There are too many acts out there that simply comply with the formula and are happy to churn out (increasingly diluted) replicas of their most successful album. Modey Lemon, from the moment of taking to the stage, deliver a set that alternates between kind of noise-fest that’s been missing from the agenda and electro FXs: punk with electronical embellishments, basic riffing with interstellar noodling, revulsion (of mainstream) and revolt connecting with cosmic dust.
Lazy media-types will group this lot with the Black Rebel Motorcycle Club types but this is light years beyond it: the initial inspiration of MC5/The Stooges and Suicide has been re-loaded with elements of Led Zeppelin, Frank Zappa, The Doors, Captain Beefheart, The Cramps, Dr John… God (no, not him), one could right a book of names that are recalled in the grooves of the band’s sophomore LP.

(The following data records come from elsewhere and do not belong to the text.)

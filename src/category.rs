//! Category routing - maps part-type codes to ordered slot ranges.
//!
//! Four static categories partition the slot namespace into disjoint
//! contiguous-range groups. Ranges are half-open, declared once at
//! startup, and always walked in ascending numeric order; nothing here
//! depends on map iteration order.

use rustc_hash::FxHashMap;
use std::ops::Range;

use crate::request::PartCode;
use crate::slot::SlotId;

/// Routing category for a part type
#[derive(Clone, Copy, Debug, PartialEq, Eq, Hash)]
#[repr(u8)]
pub enum Category {
    /// Oversize ("GG") pieces: reserved low-numbered slots 1-3
    Oversize = 0,
    /// Large pieces: slots 4-40 and 81-117 (also the fallback for
    /// uncategorized codes)
    Large = 1,
    /// Mid-size pieces: slots 41-80 and 118-157
    Medium = 2,
    /// Small pieces: slots 158-273
    Small = 3,
}

impl std::fmt::Display for Category {
    fn fmt(&self, f: &mut std::fmt::Formatter<'_>) -> std::fmt::Result {
        let name = match self {
            Category::Oversize => "oversize",
            Category::Large => "large",
            Category::Medium => "medium",
            Category::Small => "small",
        };
        f.write_str(name)
    }
}

/// Part-type codes routed to the large ranges
pub const LARGE_CODES: &[&str] = &["TSP", "TSA", "TSC", "TSB", "PBS", "VGA"];

/// Part-type codes routed to the mid-size ranges
pub const MEDIUM_CODES: &[&str] = &["PDE", "PDD", "PTE", "PTD", "TME", "TMD"];

/// Part-type codes routed to the small range
pub const SMALL_CODES: &[&str] = &[
    "FTE", "FTD", "QTD", "QTE", "QDD", "QDE", "FDD", "FDE", "CBE", "CBD",
];

/// Part-type codes whose physical layering requires exactly two parts
/// per slot (the paired-layer rule)
pub const PAIRED_LAYER_CODES: &[&str] = &["CBD", "CBE"];

/// Returns true if this code uses the two-pass paired-layer rule
#[inline]
pub fn is_paired_layer(part: PartCode) -> bool {
    matches!(part.as_str(), "CBD" | "CBE")
}

/// The category routing table.
///
/// Built once at startup; the range lists are the single source of slot
/// ordering for allocation.
pub struct RoutingTable {
    oversize: Vec<Range<SlotId>>,
    large: Vec<Range<SlotId>>,
    medium: Vec<Range<SlotId>>,
    small: Vec<Range<SlotId>>,
    by_code: FxHashMap<&'static str, Category>,
}

impl RoutingTable {
    /// Build the static routing table
    pub fn new() -> Self {
        let mut by_code =
            FxHashMap::with_capacity_and_hasher(
                LARGE_CODES.len() + MEDIUM_CODES.len() + SMALL_CODES.len(),
                Default::default(),
            );
        for &code in LARGE_CODES {
            by_code.insert(code, Category::Large);
        }
        for &code in MEDIUM_CODES {
            by_code.insert(code, Category::Medium);
        }
        for &code in SMALL_CODES {
            by_code.insert(code, Category::Small);
        }

        Self {
            oversize: vec![1..4],
            large: vec![4..41, 81..118],
            medium: vec![41..81, 118..158],
            small: vec![158..274],
            by_code,
        }
    }

    /// Route a part-type code to its category.
    ///
    /// Unknown codes fall back to [`Category::Large`] silently; this
    /// permissiveness is deliberate and callers must not treat it as an
    /// error.
    #[inline]
    pub fn category_for(&self, part: PartCode) -> Category {
        self.by_code
            .get(part.as_str())
            .copied()
            .unwrap_or(Category::Large)
    }

    /// The ordered slot ranges for a category
    #[inline]
    pub fn ranges(&self, category: Category) -> &[Range<SlotId>] {
        match category {
            Category::Oversize => &self.oversize,
            Category::Large => &self.large,
            Category::Medium => &self.medium,
            Category::Small => &self.small,
        }
    }

    /// Iterate a category's eligible slots in ascending declared order
    #[inline]
    pub fn slots(&self, category: Category) -> impl Iterator<Item = SlotId> + '_ {
        self.ranges(category).iter().flat_map(|r| r.clone())
    }
}

impl Default for RoutingTable {
    fn default() -> Self {
        Self::new()
    }
}

impl std::fmt::Debug for RoutingTable {
    fn fmt(&self, f: &mut std::fmt::Formatter<'_>) -> std::fmt::Result {
        f.debug_struct("RoutingTable")
            .field("oversize", &self.oversize)
            .field("large", &self.large)
            .field("medium", &self.medium)
            .field("small", &self.small)
            .finish()
    }
}
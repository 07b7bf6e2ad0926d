//! Cutting-plan row ingestion.
//!
//! Spreadsheet exports from the cutting line arrive with loosely typed
//! columns (floats where sensors should be, stray whitespace, blank
//! cells). This adapter normalizes raw rows into typed placement
//! requests before they reach the engine.

use chrono::{DateTime, Utc};
use rust_decimal::Decimal;
use serde::Deserialize;
use std::str::FromStr;

use crate::request::{PlaceRequest, PartCode, ProjectCode};

/// Sensor value used when the source cell is blank or meaningless
pub const DEFAULT_SENSOR: &str = "1";

/// Part code whose sensor column is meaningful; every other part type
/// always uses the default sensor
pub const SENSOR_AWARE_PART: &str = "PBS";

/// One raw row from a cutting-plan export
#[derive(Debug, Clone, Deserialize)]
pub struct CutPlanRow {
    /// Production order
    #[serde(rename = "OP")]
    pub op: String,
    /// Part-type code
    #[serde(rename = "PART")]
    pub part: String,
    /// Project code
    #[serde(rename = "PROJECT")]
    pub project: String,
    /// Vehicle model the part belongs to
    #[serde(rename = "VEHICLE")]
    pub vehicle: String,
    /// Sensor position, often exported as a float ("3.0")
    #[serde(rename = "SENSOR", default)]
    pub sensor: Option<String>,
    /// When the piece was cut, if the export carries it
    #[serde(rename = "CUT_AT", default)]
    pub cut_at: Option<DateTime<Utc>>,
}

/// Normalize a raw sensor cell.
///
/// Spreadsheet floats collapse to their integer form ("3.0" -> "3");
/// blanks and NaN-ish placeholders become [`DEFAULT_SENSOR`].
pub fn normalize_sensor(raw: Option<&str>) -> String {
    let trimmed = raw.map(str::trim).unwrap_or("");
    match trimmed {
        "" | "-" | "nan" | "NaN" | "None" | "NULL" | "null" => DEFAULT_SENSOR.to_string(),
        s => match Decimal::from_str(s) {
            Ok(d) => d.normalize().to_string(),
            Err(_) => s.to_string(),
        },
    }
}

impl CutPlanRow {
    /// The sensor the placement should carry: honored for PBS rows,
    /// forced to the default for everything else.
    pub fn effective_sensor(&self) -> String {
        let normalized = normalize_sensor(self.sensor.as_deref());
        if self.part.trim().eq_ignore_ascii_case(SENSOR_AWARE_PART) {
            normalized
        } else {
            DEFAULT_SENSOR.to_string()
        }
    }

    /// Returns true if the row carries every required column
    pub fn is_complete(&self) -> bool {
        !self.op.trim().is_empty()
            && !self.part.trim().is_empty()
            && !self.project.trim().is_empty()
            && !self.vehicle.trim().is_empty()
    }

    /// Convert the row to a typed placement request.
    ///
    /// # Returns
    /// `None` for rows with missing required columns or codes that do
    /// not fit; batch imports skip such rows and continue.
    pub fn to_request(&self) -> Option<PlaceRequest> {
        if !self.is_complete() {
            return None;
        }
        Some(PlaceRequest {
            part: PartCode::new(&self.part)?,
            project: ProjectCode::new(&self.project)?,
        })
    }
}

#[cfg(test)]
mod tests {
    use super::*;

    fn row(op: &str, part: &str, project: &str, vehicle: &str, sensor: Option<&str>) -> CutPlanRow {
        CutPlanRow {
            op: op.to_string(),
            part: part.to_string(),
            project: project.to_string(),
            vehicle: vehicle.to_string(),
            sensor: sensor.map(str::to_string),
            cut_at: None,
        }
    }

    #[test]
    fn test_normalize_sensor_float_form() {
        assert_eq!(normalize_sensor(Some("3.0")), "3");
        assert_eq!(normalize_sensor(Some("12.00")), "12");
        assert_eq!(normalize_sensor(Some(" 4 ")), "4");
    }

    #[test]
    fn test_normalize_sensor_placeholders() {
        assert_eq!(normalize_sensor(None), "1");
        assert_eq!(normalize_sensor(Some("")), "1");
        assert_eq!(normalize_sensor(Some("-")), "1");
        assert_eq!(normalize_sensor(Some("nan")), "1");
        assert_eq!(normalize_sensor(Some("None")), "1");
    }

    #[test]
    fn test_normalize_sensor_non_numeric_kept() {
        assert_eq!(normalize_sensor(Some("A2")), "A2");
    }

    #[test]
    fn test_effective_sensor_only_for_pbs() {
        let pbs = row("100", "PBS", "P-1", "V1", Some("3.0"));
        assert_eq!(pbs.effective_sensor(), "3");

        let other = row("100", "TSP", "P-1", "V1", Some("3.0"));
        assert_eq!(other.effective_sensor(), "1");
    }

    #[test]
    fn test_to_request() {
        let r = row("100", " tsp ", " p-1 ", "V1", None);
        let req = r.to_request().unwrap();
        assert_eq!(req.part.as_str(), "TSP");
        assert_eq!(req.project.as_str(), "P-1");
    }

    #[test]
    fn test_incomplete_rows_are_dropped() {
        assert!(row("", "TSP", "P-1", "V1", None).to_request().is_none());
        assert!(row("100", "", "P-1", "V1", None).to_request().is_none());
        assert!(row("100", "TSP", "", "V1", None).to_request().is_none());
        assert!(row("100", "TSP", "P-1", "", None).to_request().is_none());
    }

    #[test]
    fn test_csv_round_trip() {
        let data = "OP,PART,PROJECT,VEHICLE,SENSOR\n4711,PBS,P-9,HATCH,2.0\n4712,TSA,P-9,HATCH,\n";
        let mut reader = csv::Reader::from_reader(data.as_bytes());
        let rows: Vec<CutPlanRow> = reader.deserialize().map(|r| r.unwrap()).collect();

        assert_eq!(rows.len(), 2);
        assert_eq!(rows[0].effective_sensor(), "2");
        assert_eq!(rows[1].effective_sensor(), "1");
        assert!(rows[1].to_request().is_some());
    }
}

Behind singer Boyd, and newest member Jason Kirker – sporting a controversial trucker’s hat of Smith & Wesson company at the beginning – the powerhouse is Paul Quattrone whose drumming style (and energy employed) appears to be just like a more in-control Keith Moon (the late Who stickman) with such huge beats that truly obliterate need for a bass guitar. ‘Enemy’ (from the second album ‘Thunder & Lightning’, out in the US but not until Jan. in Europe) is the first slice of totally ferocious track that creates aural lacerations and cause developing taste for high-maintenance ladies.
Modey Lemon have a rather unusual take on music that is equally complex and minimalist; arrangements are rather composite while the delivery, due to the nature of instruments, remains on the minimalist side. The end result is rock as an existentialist force with lyrics that read more like poetry than the usual emo-crap troubling mainstream ‘musos’. “Bread of life” is a line from ‘Crows’, a direct reference to the French poet Rimbaud (Arthur, 1854-91); this is ‘eavy but – are women inspired by intel or the size… of a comic talent?
‘Slow Death’ could be the most precious gem amidst many jewels on the disc that will be slightly different than its American ‘original’, and thus longer but, alas, not much than about 35 minutes! The lead single of the album, ‘Predator’, is a futuristically rockistic audio slice that paints a (lyrical) picture of a woman who is a cross between a bitch, witch and an alien. Otherwise, a song about carnal knowledge that is such a monstrous track The Darkness members gotta be frightened into hiding behind a sofa as if Modey crew were the Daleks!?
Nihilists argue that the planet has met its Waterloo but all we know is that Modey Lemon could provide more than its appropriate soundtrack. We wobble out totally wasted.